** The data follows **

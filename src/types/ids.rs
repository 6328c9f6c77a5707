//! Newtype wrappers for GitLab identifiers.
//!
//! GitLab hands out two kinds of integers that are easy to confuse: the global
//! project id and the project-scoped merge request IID. Wrapping them keeps a
//! project id from being passed where an IID is expected.

use serde::{Deserialize, Serialize};
use std::fmt;

/// A GitLab project id (global, not namespaced).
#[derive(Debug, Clone, Copy, PartialEq, Eq, Hash, PartialOrd, Ord, Serialize, Deserialize)]
#[serde(transparent)]
pub struct ProjectId(pub u64);

impl fmt::Display for ProjectId {
    fn fmt(&self, f: &mut fmt::Formatter<'_>) -> fmt::Result {
        write!(f, "{}", self.0)
    }
}

impl From<u64> for ProjectId {
    fn from(n: u64) -> Self {
        ProjectId(n)
    }
}

/// A merge request IID: the sequence number of a merge request within its project.
#[derive(Debug, Clone, Copy, PartialEq, Eq, Hash, PartialOrd, Ord, Serialize, Deserialize)]
#[serde(transparent)]
pub struct MrIid(pub u64);

impl MrIid {
    /// Name of the disposable local branch the MR head is fetched into.
    pub fn local_branch(&self) -> String {
        format!("mr-{}", self.0)
    }

    /// GitLab's server-side ref for the MR head. It survives source branch
    /// deletion and works for MRs opened from forks.
    pub fn head_ref(&self) -> String {
        format!("refs/merge-requests/{}/head", self.0)
    }
}

impl fmt::Display for MrIid {
    fn fmt(&self, f: &mut fmt::Formatter<'_>) -> fmt::Result {
        write!(f, "#{}", self.0)
    }
}

impl From<u64> for MrIid {
    fn from(n: u64) -> Self {
        MrIid(n)
    }
}

/// An actionable webhook: combine the labeled MRs of `project` and report on `request`.
///
/// Only the classifier constructs these, and only when every field is known.
#[derive(Debug, Clone, Copy, PartialEq, Eq, Hash, Serialize, Deserialize)]
pub struct CombineTrigger {
    pub project: ProjectId,
    pub request: MrIid,
}

impl CombineTrigger {
    pub fn new(project: impl Into<ProjectId>, request: impl Into<MrIid>) -> Self {
        CombineTrigger {
            project: project.into(),
            request: request.into(),
        }
    }
}

impl fmt::Display for CombineTrigger {
    fn fmt(&self, f: &mut fmt::Formatter<'_>) -> fmt::Result {
        write!(f, "project {} MR {}", self.project, self.request)
    }
}
//! Process configuration read from environment variables.
//!
//! | Variable          | Required | Default               |
//! |-------------------|----------|-----------------------|
//! | `TRIGGER_MESSAGE` | yes      |                       |
//! | `TRIGGER_TAG`     | yes      |                       |
//! | `GITLAB_TOKEN`    | yes      |                       |
//! | `TARGET_BRANCH`   | no       | `develop`             |
//! | `GITLAB_URL`      | no       | `https://gitlab.com/` |
//! | `GIT_USER`        | no       | `vcs`                 |
//! | `GIT_EMAIL`       | no       | `vcs@example.com`     |
//! | `SECRET_TOKEN`    | no       | unset (no check)      |
//! | `PORT`            | no       | `8080`                |
//! | `WORKSPACE_DIR`   | no       | `/gitlab-combiner`    |
//!
//! Empty values count as unset.

use std::path::PathBuf;

use thiserror::Error;

use crate::git::CommitIdentity;
use crate::webhooks::TriggerRules;

const DEFAULT_TARGET_BRANCH: &str = "develop";
const DEFAULT_GITLAB_URL: &str = "https://gitlab.com/";
const DEFAULT_GIT_USER: &str = "vcs";
const DEFAULT_GIT_EMAIL: &str = "vcs@example.com";
const DEFAULT_PORT: u16 = 8080;
const DEFAULT_WORKSPACE_DIR: &str = "/gitlab-combiner";

/// Errors raised while reading configuration.
#[derive(Debug, Error, PartialEq, Eq)]
pub enum ConfigError {
    /// A required variable is unset or empty.
    #[error("missing required env variable: {0}")]
    Missing(&'static str),

    /// A variable is set but cannot be parsed.
    #[error("invalid value for {name}: {value}")]
    Invalid { name: &'static str, value: String },
}

/// Fully resolved process configuration.
#[derive(Debug, Clone)]
pub struct Config {
    /// Comment text that triggers a combination when posted on an MR.
    pub trigger_message: String,

    /// Label that marks MRs eligible for combination. Also triggers a
    /// combination when added to an MR.
    pub trigger_tag: String,

    /// Target branch when the webhook URL carries no `branch` parameter.
    pub target_branch: String,

    /// GitLab instance root, e.g. `https://gitlab.com/`.
    pub gitlab_url: String,

    /// Token sent as `Authorization: Bearer`.
    pub gitlab_token: String,

    /// Identity recorded on merge commits.
    pub commit_identity: CommitIdentity,

    /// Expected `X-Gitlab-Token` value. `None` disables the check.
    pub secret_token: Option<String>,

    pub port: u16,

    /// Parent directory of the per-project working copies.
    pub workspace_dir: PathBuf,
}

impl Config {
    /// Reads configuration from the process environment.
    pub fn from_env() -> Result<Self, ConfigError> {
        Self::from_lookup(|key| std::env::var(key).ok())
    }

    /// Reads configuration through an arbitrary lookup function.
    pub fn from_lookup<F>(lookup: F) -> Result<Self, ConfigError>
    where
        F: Fn(&str) -> Option<String>,
    {
        let get = |key: &str| {
            lookup(key)
                .map(|v| v.trim().to_string())
                .filter(|v| !v.is_empty())
        };
        let required = |key: &'static str| get(key).ok_or(ConfigError::Missing(key));

        let port = match get("PORT") {
            Some(value) => value.parse().map_err(|_| ConfigError::Invalid {
                name: "PORT",
                value: value.clone(),
            })?,
            None => DEFAULT_PORT,
        };

        Ok(Config {
            trigger_message: required("TRIGGER_MESSAGE")?,
            trigger_tag: required("TRIGGER_TAG")?,
            gitlab_token: required("GITLAB_TOKEN")?,
            target_branch: get("TARGET_BRANCH").unwrap_or_else(|| DEFAULT_TARGET_BRANCH.into()),
            gitlab_url: get("GITLAB_URL").unwrap_or_else(|| DEFAULT_GITLAB_URL.into()),
            commit_identity: CommitIdentity {
                name: get("GIT_USER").unwrap_or_else(|| DEFAULT_GIT_USER.into()),
                email: get("GIT_EMAIL").unwrap_or_else(|| DEFAULT_GIT_EMAIL.into()),
            },
            secret_token: get("SECRET_TOKEN"),
            port,
            workspace_dir: get("WORKSPACE_DIR")
                .unwrap_or_else(|| DEFAULT_WORKSPACE_DIR.into())
                .into(),
        })
    }

    /// The classifier's view of this configuration.
    pub fn trigger_rules(&self) -> TriggerRules {
        TriggerRules::new(&self.trigger_message, &self.trigger_tag)
    }
}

** End of The data **

_Exercise requirements_:
From the listing, copy each line containing the word "combination".

_Answer to the problem_:
    /// Comment text that triggers a combination when posted on an MR.
    /// Label that marks MRs eligible for combination. Also triggers a
    /// combination when added to an MR.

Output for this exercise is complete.